--- START ---

use kcommon::{BoxFuture, RequestOptions};
use kcontract::{FieldKind, ShapeDescriptor};
use kengine::{Contract, Invocation, OrchestrationFailure, Tool};
use kprovider::Prompt;
use serde::{Deserialize, Serialize};

use crate::common::{AnalysisInput, TextReport, completion};

pub const NEURODIVERSITY_DISCLAIMER: &str = "AI-generated assessment. This is not a substitute for human review and consultation with neurodivergent individuals. Accuracy and comprehensiveness are not guaranteed.";

const ASSESSMENT_CONFIDENCE_LEVELS: &[&str] = &[
    "High",
    "Medium",
    "Low",
    "Not Applicable",
    "Unable to determine",
];

/// Extraction confidence plus an explicit "could not tell" answer.
#[derive(Debug, Clone, Copy, PartialEq, Eq, Serialize, Deserialize)]
pub enum AssessmentConfidence {
    High,
    Medium,
    Low,
    #[serde(rename = "Not Applicable")]
    NotApplicable,
    #[serde(rename = "Unable to determine")]
    UnableToDetermine,
}

impl AssessmentConfidence {
    pub fn as_str(self) -> &'static str {
        match self {
            Self::High => "High",
            Self::Medium => "Medium",
            Self::Low => "Low",
            Self::NotApplicable => "Not Applicable",
            Self::UnableToDetermine => "Unable to determine",
        }
    }
}

#[derive(Debug, Clone, PartialEq)]
pub struct NeurodiversityRequest {
    pub input: AnalysisInput,
}

impl NeurodiversityRequest {
    pub fn new(input: impl Into<AnalysisInput>) -> Self {
        Self {
            input: input.into(),
        }
    }
}

#[derive(Debug, Clone, PartialEq, Serialize, Deserialize)]
pub struct NeurodiversityReport {
    /// Present for image input only.
    #[serde(default)]
    pub image_description: Option<String>,
    pub neurodiversity_friendliness_assessment: String,
    pub positive_aspects: Vec<String>,
    pub areas_for_improvement: Vec<String>,
    pub confidence: AssessmentConfidence,
    #[serde(default)]
    pub disclaimer: Option<String>,
}

impl Contract for NeurodiversityReport {
    fn shape() -> ShapeDescriptor {
        ShapeDescriptor::new()
            .optional("image_description", FieldKind::String)
            .required("neurodiversity_friendliness_assessment", FieldKind::String)
            .required("positive_aspects", FieldKind::array_of(FieldKind::String))
            .required("areas_for_improvement", FieldKind::array_of(FieldKind::String))
            .required("confidence", FieldKind::Enum(ASSESSMENT_CONFIDENCE_LEVELS))
            .optional("disclaimer", FieldKind::String)
    }
}

impl NeurodiversityReport {
    pub fn to_text_report(&self) -> String {
        let mut report = TextReport::new("Neurodiversity Friendliness Report")
            .field("Confidence", self.confidence.as_str())
            .gap();
        if let Some(description) = &self.image_description {
            report = report.section("Image Description", description);
        }
        report
            .section("Assessment", &self.neurodiversity_friendliness_assessment)
            .list("Positive Aspects", &self.positive_aspects)
            .list("Areas for Improvement", &self.areas_for_improvement)
            .finish(
                self.disclaimer
                    .as_deref()
                    .unwrap_or(NEURODIVERSITY_DISCLAIMER),
            )
    }
}

#[derive(Debug, Clone)]
pub struct NeurodiversityCheckerTool {
    request: NeurodiversityRequest,
    options: RequestOptions,
}

impl NeurodiversityCheckerTool {
    pub fn new(request: NeurodiversityRequest) -> Self {
        Self {
            request,
            options: RequestOptions::default(),
        }
    }

    pub fn with_options(mut self, options: RequestOptions) -> Self {
        self.options = options;
        self
    }

    fn prompt(&self) -> Prompt {
        let keys = "- \"neurodiversity_friendliness_assessment\": (string) Your overall assessment (e.g., \"Appears generally neurodiversity-friendly\", \"Some considerations for improvement\", \"Potential challenges for neurodivergent individuals\")\n\
- \"positive_aspects\": (array of strings) Elements that are positive for neurodiversity\n\
- \"areas_for_improvement\": (array of strings) Elements that could be challenging, with suggested improvements\n\
- \"confidence\": (string, one of \"High\", \"Medium\", \"Low\", \"Not Applicable\") Your confidence in this assessment\n";

        match &self.request.input {
            AnalysisInput::Image(image) => Prompt::new(format!(
                "You are an AI assistant specialized in evaluating content for neurodiversity-friendliness.\n\
First, provide a general description of the visual content of this image.\n\
Then, analyze this image for elements that might impact neurodivergent individuals. Consider:\n\
- Visual clarity and simplicity vs. clutter or excessive detail.\n\
- Use of colors, such as high contrast or overwhelming combinations.\n\
- Distracting patterns, textures, or implied animation.\n\
- Clarity of information conveyed visually.\n\
- Potential for sensory overload.\n\
Provide your findings in a JSON object with the following keys:\n\
- \"image_description\": (string) Your general description of the image content.\n\
{keys}\
- \"disclaimer\": (string) \"{NEURODIVERSITY_DISCLAIMER}\""
            ))
            .with_image(image.clone()),
            AnalysisInput::Text(text) => Prompt::new(format!(
                "You are an AI assistant specialized in evaluating content for neurodiversity-friendliness.\n\
Analyze the following text for neurodiversity-friendliness: \"{text}\"\n\
Consider:\n\
- Clarity and conciseness of language.\n\
- Sentence structure complexity.\n\
- Use of jargon, idioms, or ambiguous phrasing.\n\
- Predictability and logical flow of information.\n\
- Explicitness of communication.\n\
- Potential for information overload.\n\
Provide your findings in a JSON object with the following keys:\n\
{keys}\
- \"disclaimer\": (string) \"{NEURODIVERSITY_DISCLAIMER}\""
            )),
        }
    }
}

impl Tool for NeurodiversityCheckerTool {
    type Output = NeurodiversityReport;

    fn kind(&self) -> &'static str {
        "neurodiversity_checker"
    }

    fn validate_input(&self) -> Result<(), String> {
        self.request.input.ensure_present("a neurodiversity review")
    }

    fn run<'a>(
        &'a self,
        invocation: &'a mut Invocation,
    ) -> BoxFuture<'a, Result<Self::Output, OrchestrationFailure>> {
        Box::pin(async move {
            let request = completion(invocation, &self.options, self.prompt());
            invocation.complete_json("assess", request).await
        })
    }
}

#[cfg(test)]
mod tests {
    use kcontract::{ContractErrorKind, parse_contract};
    use kprovider::ImageInput;

    use super::*;

    const TEXT_REPORT: &str = r#"{
  "neurodiversity_friendliness_assessment": "Some considerations for improvement",
  "positive_aspects": ["Short sentences"],
  "areas_for_improvement": ["Define the idiom 'ballpark figure'"],
  "confidence": "Unable to determine"
}"#;

    #[test]
    fn text_assessment_parses_without_image_fields() {
        let report =
            parse_contract::<NeurodiversityReport>(TEXT_REPORT).expect("report should parse");
        assert_eq!(report.confidence, AssessmentConfidence::UnableToDetermine);
        assert!(report.image_description.is_none());
        assert!(report.disclaimer.is_none());
    }

    #[test]
    fn confidence_outside_the_scale_is_rejected() {
        let payload = TEXT_REPORT.replace("\"Unable to determine\"", "\"Unsure\"");
        let error = parse_contract::<NeurodiversityReport>(&payload).expect_err("bad confidence");
        assert_eq!(error.kind, ContractErrorKind::UnknownVariant);
        assert_eq!(error.field.as_deref(), Some("confidence"));
    }

    #[test]
    fn only_image_prompts_ask_for_a_description() {
        let image = NeurodiversityCheckerTool::new(NeurodiversityRequest::new(ImageInput::url(
            "https://example.com/p.png",
        )));
        let prompt = image.prompt();
        assert!(prompt.has_images());
        assert!(prompt.text.contains("\"image_description\""));

        let text = NeurodiversityCheckerTool::new(NeurodiversityRequest::new(AnalysisInput::text(
            "Read the manual.",
        )));
        let prompt = text.prompt();
        assert!(!prompt.has_images());
        assert!(!prompt.text.contains("\"image_description\""));
        assert!(prompt.text.contains("\"Read the manual.\""));
    }

    #[test]
    fn text_report_falls_back_to_the_standard_disclaimer() {
        let report =
            parse_contract::<NeurodiversityReport>(TEXT_REPORT).expect("report should parse");
        let text = report.to_text_report();
        assert!(text.contains("Confidence: Unable to determine\n"));
        assert!(text.ends_with(&format!("Disclaimer: {NEURODIVERSITY_DISCLAIMER}\n")));
    }
}
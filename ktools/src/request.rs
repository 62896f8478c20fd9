use kcommon::RequestOptions;

use crate::ToolKind;
use crate::tools::{
    ApplianceReport, DateTimeQuery, DateTimeReport, GeneratedImageReport, GeneratedPrompt,
    HeatmapRequest, ImageHeatmapReport, ImageToTextReport, ImageToTextRequest, InfographicRequest,
    InfographicResponse, IngredientsReport, IngredientsRequest, MeasurementReport,
    MeasurementRequest, MedicalAnalysis, MedicalScanRequest, MemeRequest, NeurodiversityReport,
    NeurodiversityRequest, ProblemRequest, ProblemSolution, PromptGeneratorRequest, SpeechOutput,
    SpeechRequest, SpreadsheetPlan, SpreadsheetRequest, TextHeatmapReport, TextToImageRequest,
    ThumbnailAnalysis, ThumbnailCheckRequest, TranslationReport, TranslationRequest,
    TroubleshootRequest, VehicleReport,
};

/// Tool-specific input; the variant decides which tool runs.
#[derive(Debug, Clone, PartialEq)]
pub enum ToolPayload {
    MedicalScan(MedicalScanRequest),
    Translation(TranslationRequest),
    ImageToText(ImageToTextRequest),
    ThumbnailCheck(ThumbnailCheckRequest),
    MemeGenerator(MemeRequest),
    TextToImage(TextToImageRequest),
    TextToSpeech(SpeechRequest),
    Spreadsheet(SpreadsheetRequest),
    Infographic(InfographicRequest),
    IngredientsChecker(IngredientsRequest),
    VehicleTroubleshooter(TroubleshootRequest),
    ApplianceTroubleshooter(TroubleshootRequest),
    DateTimeChecker(DateTimeQuery),
    ProblemSolver(ProblemRequest),
    NeurodiversityChecker(NeurodiversityRequest),
    MeasuringTool(MeasurementRequest),
    /// Image input yields [`ToolReport::ImageHeatmap`], text [`ToolReport::TextHeatmap`].
    Heatmap(HeatmapRequest),
    PromptGenerator(PromptGeneratorRequest),
}

impl ToolPayload {
    pub fn kind(&self) -> ToolKind {
        match self {
            Self::MedicalScan(_) => ToolKind::MedicalScan,
            Self::Translation(_) => ToolKind::Translation,
            Self::ImageToText(_) => ToolKind::ImageToText,
            Self::ThumbnailCheck(_) => ToolKind::ThumbnailCheck,
            Self::MemeGenerator(_) => ToolKind::MemeGenerator,
            Self::TextToImage(_) => ToolKind::TextToImage,
            Self::TextToSpeech(_) => ToolKind::TextToSpeech,
            Self::Spreadsheet(_) => ToolKind::Spreadsheet,
            Self::Infographic(_) => ToolKind::Infographic,
            Self::IngredientsChecker(_) => ToolKind::IngredientsChecker,
            Self::VehicleTroubleshooter(_) => ToolKind::VehicleTroubleshooter,
            Self::ApplianceTroubleshooter(_) => ToolKind::ApplianceTroubleshooter,
            Self::DateTimeChecker(_) => ToolKind::DateTimeChecker,
            Self::ProblemSolver(_) => ToolKind::ProblemSolver,
            Self::NeurodiversityChecker(_) => ToolKind::NeurodiversityChecker,
            Self::MeasuringTool(_) => ToolKind::MeasuringTool,
            Self::Heatmap(_) => ToolKind::Heatmap,
            Self::PromptGenerator(_) => ToolKind::PromptGenerator,
        }
    }
}

/// One user action. Built once and never mutated.
#[derive(Debug, Clone, PartialEq)]
pub struct ToolRequest {
    pub payload: ToolPayload,
    pub options: RequestOptions,
}

impl ToolRequest {
    pub fn new(payload: ToolPayload) -> Self {
        Self {
            payload,
            options: RequestOptions::default(),
        }
    }

    pub fn with_options(mut self, options: RequestOptions) -> Self {
        self.options = options;
        self
    }

    pub fn kind(&self) -> ToolKind {
        self.payload.kind()
    }
}

macro_rules! payload_from {
    ($($request:ty => $variant:ident),+ $(,)?) => {
        $(
            impl From<$request> for ToolRequest {
                fn from(request: $request) -> Self {
                    Self::new(ToolPayload::$variant(request))
                }
            }
        )+
    };
}

payload_from! {
    MedicalScanRequest => MedicalScan,
    TranslationRequest => Translation,
    ImageToTextRequest => ImageToText,
    ThumbnailCheckRequest => ThumbnailCheck,
    MemeRequest => MemeGenerator,
    TextToImageRequest => TextToImage,
    SpeechRequest => TextToSpeech,
    SpreadsheetRequest => Spreadsheet,
    InfographicRequest => Infographic,
    IngredientsRequest => IngredientsChecker,
    DateTimeQuery => DateTimeChecker,
    ProblemRequest => ProblemSolver,
    NeurodiversityRequest => NeurodiversityChecker,
    MeasurementRequest => MeasuringTool,
    HeatmapRequest => Heatmap,
    PromptGeneratorRequest => PromptGenerator,
}

impl ToolRequest {
    /// [`TroubleshootRequest`] serves two tools, so it has no `From` impl.
    pub fn vehicle(request: TroubleshootRequest) -> Self {
        Self::new(ToolPayload::VehicleTroubleshooter(request))
    }

    pub fn appliance(request: TroubleshootRequest) -> Self {
        Self::new(ToolPayload::ApplianceTroubleshooter(request))
    }
}

/// Validated result of any tool.
#[derive(Debug, Clone, PartialEq)]
pub enum ToolReport {
    MedicalScan(MedicalAnalysis),
    Translation(TranslationReport),
    ImageToText(ImageToTextReport),
    ThumbnailCheck(ThumbnailAnalysis),
    /// Meme and text-to-image share one report shape.
    GeneratedImage(GeneratedImageReport),
    Speech(SpeechOutput),
    Spreadsheet(SpreadsheetPlan),
    Infographic(InfographicResponse),
    Ingredients(IngredientsReport),
    Vehicle(VehicleReport),
    Appliance(ApplianceReport),
    DateTime(DateTimeReport),
    ProblemSolution(ProblemSolution),
    Neurodiversity(NeurodiversityReport),
    Measurement(MeasurementReport),
    ImageHeatmap(ImageHeatmapReport),
    TextHeatmap(TextHeatmapReport),
    GeneratedPrompt(GeneratedPrompt),
}

impl ToolReport {
    /// Plain-text summary suitable for download.
    pub fn to_text_report(&self) -> String {
        match self {
            Self::MedicalScan(report) => report.to_text_report(),
            Self::Translation(report) => report.to_text_report(),
            Self::ImageToText(report) => report.to_text_report(),
            Self::ThumbnailCheck(report) => report.to_text_report(),
            Self::GeneratedImage(report) => report.to_text_report(),
            Self::Speech(output) => output.to_text_report(),
            Self::Spreadsheet(report) => report.to_text_report(),
            Self::Infographic(report) => report.to_text_report(),
            Self::Ingredients(report) => report.to_text_report(),
            Self::Vehicle(report) => report.to_text_report(),
            Self::Appliance(report) => report.to_text_report(),
            Self::DateTime(report) => report.to_text_report(),
            Self::ProblemSolution(report) => report.to_text_report(),
            Self::Neurodiversity(report) => report.to_text_report(),
            Self::Measurement(report) => report.to_text_report(),
            Self::ImageHeatmap(report) => report.to_text_report(),
            Self::TextHeatmap(report) => report.to_text_report(),
            Self::GeneratedPrompt(report) => report.to_text_report(),
        }
    }
}

#[cfg(test)]
mod tests {
    use kprovider::ImageInput;

    use super::*;

    #[test]
    fn kind_follows_payload() {
        let request = ToolRequest::from(SpeechRequest::new("hello"));
        assert_eq!(request.kind(), ToolKind::TextToSpeech);

        let request = ToolRequest::from(ThumbnailCheckRequest::new(
            ImageInput::url("https://example.com/t.png"),
            "title",
        ))
        .with_options(RequestOptions::default().with_model("gpt-4o-mini"));
        assert_eq!(request.kind(), ToolKind::ThumbnailCheck);
        assert_eq!(request.options.model.as_deref(), Some("gpt-4o-mini"));
    }

    #[test]
    fn shared_troubleshoot_request_keeps_the_chosen_tool() {
        let fault = TroubleshootRequest::new(
            ImageInput::url("https://example.com/fault.jpg"),
            "dishwasher",
            "won't drain",
        );
        assert_eq!(
            ToolRequest::appliance(fault.clone()).kind(),
            ToolKind::ApplianceTroubleshooter
        );
        assert_eq!(ToolRequest::vehicle(fault).kind(), ToolKind::VehicleTroubleshooter);
        assert_eq!(
            ToolRequest::from(DateTimeQuery::date(2024, 1, 1)).kind(),
            ToolKind::DateTimeChecker
        );
    }

    #[test]
    fn speech_report_renders_without_banner() {
        let report = ToolReport::Speech(SpeechOutput::PlayedLocally);
        assert!(report.to_text_report().contains("played on this device"));
    }
}
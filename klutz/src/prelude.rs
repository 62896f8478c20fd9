//! Common imports for most klutz applications.

pub use crate::{
    BackendConfig, KlutzRuntime, RuntimeBuilder, RuntimeConfig, SpeechConfig, default_hooks,
    image, outcome_text, parse_backend_id, tool_catalog,
};
pub use crate::{
    BackendId, ErrorKind, ImageInput, MediaArtifact, OrchestrationFailure, OrchestrationOutcome,
    Orchestrator, ProviderError, RequestOptions, ToolCatalog, ToolKind, ToolPayload, ToolReport,
    ToolRequest,
};
pub use crate::{
    AnalysisInput, DateTimeQuery, HeatmapRequest, ImageToTextRequest, InfographicRequest,
    IngredientsRequest, MeasurementRequest, MedicalScanRequest, MemeRequest,
    NeurodiversityRequest, ProblemRequest, PromptGeneratorRequest, SpeechOutput, SpeechRequest,
    Spreadsheet, SpreadsheetRequest, TextToImageRequest, ThumbnailCheckRequest,
    TranslationRequest, TroubleshootRequest,
};
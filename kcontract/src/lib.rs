//! Recovery of structured JSON reports from free-form model text.
//!
//! Raw text is first [`normalize`]d (one outer code fence removed), then
//! validated against a tool's [`ShapeDescriptor`] before it is deserialized
//! into the tool's report type.
//!
//! ```rust
//! use kcontract::{ContractErrorKind, FieldKind, ShapeDescriptor, normalize, validate_with};
//! use serde_json::Value;
//!
//! let shape = ShapeDescriptor::new()
//!     .required("findings", FieldKind::String)
//!     .required("diagnosis", FieldKind::String);
//! let payload = normalize("```json\n{\"findings\":\"x\"}\n```");
//!
//! let error = validate_with::<Value>(payload.as_str(), &shape).expect_err("diagnosis missing");
//! assert_eq!(error.kind, ContractErrorKind::MissingField);
//! ```

mod error;
mod normalize;
mod shape;
mod validate;

pub use error::{ContractError, ContractErrorKind};
pub use normalize::{NormalizedPayload, normalize};
pub use shape::{FieldKind, FieldSpec, ShapeDescriptor};
pub use validate::{Contract, parse_contract, parse_json_value, validate, validate_with};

--- END ---

» **Problem requirements**
Print exactly the lines of the listing above starting at the line containing "fn shape() ->" and ending at the line containing "self.disclaimer", both included.

» **Solution to this task**
    fn shape() -> ShapeDescriptor {
        ShapeDescriptor::new()
            .optional("image_description", FieldKind::String)
            .required("neurodiversity_friendliness_assessment", FieldKind::String)
            .required("positive_aspects", FieldKind::array_of(FieldKind::String))
            .required("areas_for_improvement", FieldKind::array_of(FieldKind::String))
            .required("confidence", FieldKind::Enum(ASSESSMENT_CONFIDENCE_LEVELS))
            .optional("disclaimer", FieldKind::String)
    }
}

impl NeurodiversityReport {
    pub fn to_text_report(&self) -> String {
        let mut report = TextReport::new("Neurodiversity Friendliness Report")
            .field("Confidence", self.confidence.as_str())
            .gap();
        if let Some(description) = &self.image_description {
            report = report.section("Image Description", description);
        }
        report
            .section("Assessment", &self.neurodiversity_friendliness_assessment)
            .list("Positive Aspects", &self.positive_aspects)
            .list("Areas for Improvement", &self.areas_for_improvement)
            .finish(
                self.disclaimer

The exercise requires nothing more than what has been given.